Stella thought about that. She had nothing to compare.

She had only the shape Sam had left in other people.

Anna’s too-carefully-no-comment. Tyler’s eyes going somewhere else.

Margo’s occasional sentence that landed in a different language than the rest of her speech.

Meg’s wide-eyed uncertainty. Stella had never met Sam.

“She was fun,” Stella said. “Everyone says she was without saying she was.”

“She was,” Bea said. “I remember that part.”

“And she’s an artist. Just like you.”

“Yes. And she’s not going to be what you’re expecting.”

“Why?”

“Because nobody ever is.”

Bea leaned her head against the back of the couch and closed her eyes. Stella pulled her feet up into the chair and tucked her chin on her knees. They stayed like that for a while—not talking, not needing to. They’d gotten good at that.

“She’s going to be so excited to meet you,” Stella said.

Bea opened her eyes. “Why?”

“Because you’re her granddaughter and you’re going all the way out there just to see her.”

“You’re going too.”

Stella pulled at a thread on her jeans. “Yeah, but that’s different.”

“How is that different?”

“She knows you exist, for one.”

Bea reached across and squeezed Stella’s ankle, which was the closest part of Stella she could reach from the couch.

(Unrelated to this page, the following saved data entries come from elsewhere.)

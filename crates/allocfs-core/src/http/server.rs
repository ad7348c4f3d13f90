//! HTTP router for the allocation filesystem API.
//!
//! Every endpoint lives under [`FS_PREFIX`] and is dispatched on its first
//! path segment: `ls`, `stat`, `readat`, `cat` or `logs`, followed by the
//! allocation id. Anything else is a 404 `Invalid method`.
//!
//! Parameters are fully validated before any filesystem access or stream is
//! opened. The `logs` endpoint hands the validated request to a
//! [`LogBridge`] and streams its output as a chunked body.

use std::sync::Arc;

use axum::Json;
use axum::extract::{Path, Query, State};
use axum::http::header::{AUTHORIZATION, CONTENT_TYPE};
use axum::http::{HeaderMap, StatusCode};
use axum::response::{IntoResponse, Response};
use axum::routing::get;
use tokio::io::AsyncReadExt;
use tokio::sync::mpsc;
use tokio_util::io::ReaderStream;
use tokio_util::sync::CancellationToken;
use tracing::{debug, info};

use allocfs_config::StreamConfig;

use super::body::{BodyChunk, BodyWriter, streaming_body};
use super::params::{self, QueryParams, ReadAtParams};
use super::types::*;
use crate::bridge::LogBridge;
use crate::error::CodedError;
use crate::fs::{AllocFsProvider, BoxReader, FsError};
use crate::rpc::{LOGS_HANDLER, StreamingRpc};

/// Chunks buffered between the log bridge and the response body.
const BODY_CHANNEL_CAPACITY: usize = 16;

/// Shared state accessible to all route handlers.
pub struct HttpState {
    pub allocs: Arc<dyn AllocFsProvider>,
    pub rpc: Arc<StreamingRpc>,
    pub stream: StreamConfig,
    /// Cancelled on shutdown; every log stream runs in a child of it.
    pub shutdown: CancellationToken,
}

/// Build the axum router with all filesystem routes.
pub fn router(state: Arc<HttpState>) -> axum::Router {
    axum::Router::new()
        .route(&format!("{FS_PREFIX}/{{*rest}}"), get(handle_fs))
        .fallback(handle_invalid_method)
        .with_state(state)
}

/// The caller's token from `X-Allocfs-Token` or `Authorization: Bearer`.
pub fn auth_token(headers: &HeaderMap) -> Option<&str> {
    if let Some(token) = headers.get(TOKEN_HEADER).and_then(|v| v.to_str().ok()) {
        return Some(token);
    }
    headers
        .get(AUTHORIZATION)
        .and_then(|v| v.to_str().ok())
        .and_then(|v| v.strip_prefix("Bearer "))
        .map(str::trim)
}

fn invalid_method() -> CodedError {
    CodedError::new(404, "Invalid method")
}

// ── Route handlers ──────────────────────────────────────────────────────

async fn handle_invalid_method() -> Response {
    invalid_method().into_response()
}

async fn handle_fs(
    State(state): State<Arc<HttpState>>,
    Path(rest): Path<String>,
    Query(query): Query<QueryParams>,
    headers: HeaderMap,
) -> Response {
    let Some((endpoint, alloc)) = FsEndpoint::split(&rest) else {
        return invalid_method().into_response();
    };
    debug!(endpoint = endpoint.as_str(), alloc_id = alloc, "fs request");

    let result = match endpoint {
        FsEndpoint::List => list(&state, alloc, &query).await,
        FsEndpoint::Stat => stat(&state, alloc, &query).await,
        FsEndpoint::ReadAt => read_at(&state, alloc, &query).await,
        FsEndpoint::Cat => cat(&state, alloc, &query).await,
        FsEndpoint::Logs => return logs(&state, alloc, &query, auth_token(&headers)).await,
    };
    result.unwrap_or_else(IntoResponse::into_response)
}

async fn list(state: &HttpState, alloc: &str, query: &QueryParams) -> Result<Response, CodedError> {
    let alloc_id = params::alloc_id(alloc)?;
    let path = params::list_path(query);
    let fs = state.allocs.get_alloc_fs(&alloc_id)?;
    let entries = fs.list(&path).await?;
    Ok(Json(entries).into_response())
}

async fn stat(state: &HttpState, alloc: &str, query: &QueryParams) -> Result<Response, CodedError> {
    let alloc_id = params::alloc_id(alloc)?;
    let path = params::file_path(query)?;
    let fs = state.allocs.get_alloc_fs(&alloc_id)?;
    let info = fs.stat(&path).await?;
    Ok(Json(info).into_response())
}

async fn read_at(
    state: &HttpState,
    alloc: &str,
    query: &QueryParams,
) -> Result<Response, CodedError> {
    let alloc_id = params::alloc_id(alloc)?;
    let req = ReadAtParams::parse(query)?;
    let fs = state.allocs.get_alloc_fs(&alloc_id)?;
    let reader = fs.read_at(&req.path, req.offset).await?;
    let reader: BoxReader = match req.limit {
        Some(limit) => Box::new(reader.take(limit)),
        None => reader,
    };
    Ok(file_response(reader))
}

async fn cat(state: &HttpState, alloc: &str, query: &QueryParams) -> Result<Response, CodedError> {
    let alloc_id = params::alloc_id(alloc)?;
    let path = params::file_path(query)?;
    let fs = state.allocs.get_alloc_fs(&alloc_id)?;
    if fs.stat(&path).await?.is_dir {
        return Err(FsError::IsDirectory(path).into());
    }
    let reader = fs.read_at(&path, 0).await?;
    Ok(file_response(reader))
}

fn file_response(reader: BoxReader) -> Response {
    (
        [(CONTENT_TYPE, FILE_CONTENT_TYPE)],
        axum::body::Body::from_stream(ReaderStream::new(reader)),
    )
        .into_response()
}

async fn logs(
    state: &HttpState,
    alloc: &str,
    query: &QueryParams,
    token: Option<&str>,
) -> Response {
    let request = match params::logs_request(alloc, query, token) {
        Ok(request) => request,
        Err(e) => return CodedError::from(e).into_response(),
    };
    let handler = match state.rpc.streaming_handler(LOGS_HANDLER) {
        Ok(handler) => handler,
        Err(e) => return CodedError::from(e).into_response(),
    };
    info!(
        alloc_id = %request.alloc_id,
        task = %request.task,
        log_type = %request.log_type,
        follow = request.follow,
        "log stream requested"
    );

    let content_type = if request.plain_text {
        PLAIN_CONTENT_TYPE
    } else {
        FRAMED_CONTENT_TYPE
    };
    let bridge = LogBridge::new(handler, &state.stream);
    let scope = state.shutdown.child_token();
    let (tx, mut rx) = mpsc::channel::<BodyChunk>(BODY_CHANNEL_CAPACITY);

    // The response body owns `rx`; once hyper drops it the client is gone.
    tokio::spawn({
        let tx = tx.clone();
        let scope = scope.clone();
        async move {
            tokio::select! {
                _ = tx.closed() => {
                    debug!("log stream client went away");
                    scope.cancel();
                }
                _ = scope.cancelled() => {}
            }
        }
    });

    tokio::spawn({
        let writer = BodyWriter::new(tx.clone());
        async move {
            if let Err(err) = bridge.stream(request, writer, &scope).await
                && tx.send(Err(err)).await.is_err()
            {
                debug!("log stream error dropped, client already gone");
            }
            scope.cancel();
        }
    });

    // Hold the status line until the first chunk or the commit timeout, so an
    // error reported before any data still becomes the response status.
    match tokio::time::timeout(state.stream.commit_timeout(), rx.recv()).await {
        Ok(Some(Err(err))) => err.into_response(),
        Ok(Some(Ok(first))) => stream_response(content_type, Some(first), rx),
        Ok(None) | Err(_) => stream_response(content_type, None, rx),
    }
}

fn stream_response(
    content_type: &'static str,
    first: Option<bytes::Bytes>,
    rx: mpsc::Receiver<BodyChunk>,
) -> Response {
    (
        StatusCode::OK,
        [(CONTENT_TYPE, content_type)],
        streaming_body(first, rx),
    )
        .into_response()
}

#[cfg(test)]
mod tests {
    use axum::body::Body;
    use axum::http::{HeaderValue, Request};
    use tower::ServiceExt;

    use super::*;
    use crate::fs::AllocDirs;

    fn test_state() -> Arc<HttpState> {
        Arc::new(HttpState {
            allocs: Arc::new(AllocDirs::new("/nonexistent")),
            rpc: Arc::new(StreamingRpc::new()),
            stream: StreamConfig::default(),
            shutdown: CancellationToken::new(),
        })
    }

    async fn error_of(resp: Response) -> ErrorResponse {
        let body = axum::body::to_bytes(resp.into_body(), usize::MAX)
            .await
            .unwrap();
        serde_json::from_slice(&body).unwrap()
    }

    #[tokio::test]
    async fn test_unknown_endpoint_is_invalid_method() {
        for uri in ["/v1/client/fs/rm/a1", "/v1/client/fs/logs", "/v1/other"] {
            let req = Request::get(uri).body(Body::empty()).unwrap();
            let resp = router(test_state()).oneshot(req).await.unwrap();
            assert_eq!(resp.status(), StatusCode::NOT_FOUND, "{uri}");
            assert_eq!(error_of(resp).await.error, "Invalid method");
        }
    }

    #[tokio::test]
    async fn test_missing_log_type_is_rejected() {
        let req = Request::get("/v1/client/fs/logs/a1?task=web")
            .body(Body::empty())
            .unwrap();
        let resp = router(test_state()).oneshot(req).await.unwrap();
        assert_eq!(resp.status(), StatusCode::BAD_REQUEST);
        assert_eq!(
            error_of(resp).await.error,
            "must provide log type (stdout/stderr)"
        );
    }

    #[tokio::test]
    async fn test_logs_without_handler_is_500() {
        let req = Request::get("/v1/client/fs/logs/a1?task=web&type=stdout")
            .body(Body::empty())
            .unwrap();
        let resp = router(test_state()).oneshot(req).await.unwrap();
        assert_eq!(resp.status(), StatusCode::INTERNAL_SERVER_ERROR);
    }

    #[tokio::test]
    async fn test_stat_requires_path() {
        let req = Request::get("/v1/client/fs/stat/a1")
            .body(Body::empty())
            .unwrap();
        let resp = router(test_state()).oneshot(req).await.unwrap();
        assert_eq!(resp.status(), StatusCode::BAD_REQUEST);
        assert_eq!(error_of(resp).await.error, "must provide a file name");
    }

    #[test]
    fn test_auth_token_sources() {
        let mut headers = HeaderMap::new();
        assert_eq!(auth_token(&headers), None);

        headers.insert(AUTHORIZATION, HeaderValue::from_static("Bearer abc"));
        assert_eq!(auth_token(&headers), Some("abc"));

        headers.insert(TOKEN_HEADER, HeaderValue::from_static("xyz"));
        assert_eq!(auth_token(&headers), Some("xyz"));
    }
}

“She’s going to like you,” Bea said.

“Everybody likes me. I’m delightful.”

“You’re something.”

Bea left at five with the leftover ginger kombucha and the calculus book she still hadn’t opened. Tyler came in from the garage with grease on one wrist and the smell of toast already starting because he’d put bread in the toaster before washing his hands.

“Good homework session?” he asked.

“The best.”

“How’s the calculus?”

Stella leaned against the kitchen doorway. “Calculus is a human construct.”

“I’ll tell your teacher.”

“Please don’t.”

He ran his wrist under the faucet and dried it on the dish towel. “So what’d you actually do?”

“Talked.”

“About?”

“Bea decided about Sedona. She asked me to go too.”

Tyler was quiet for a second. The toast popped up. He didn’t take it out.

“Okay,” he said.

“Okay?”

“I said okay.”

The toast sat in the toaster. Stella could smell it starting to burn. She waited for him to say something else—something about Sam, something about being careful, something about the phone call he was going to have to make. He didn’t.

“Your toast is burning,” she said.

“I know,” he said, and she heard him pull it out and scrape the black parts over the sink. She went to her room, lay on her bed, and stared at the ceiling, thinking about a woman in Sedona who didn’t know she was coming.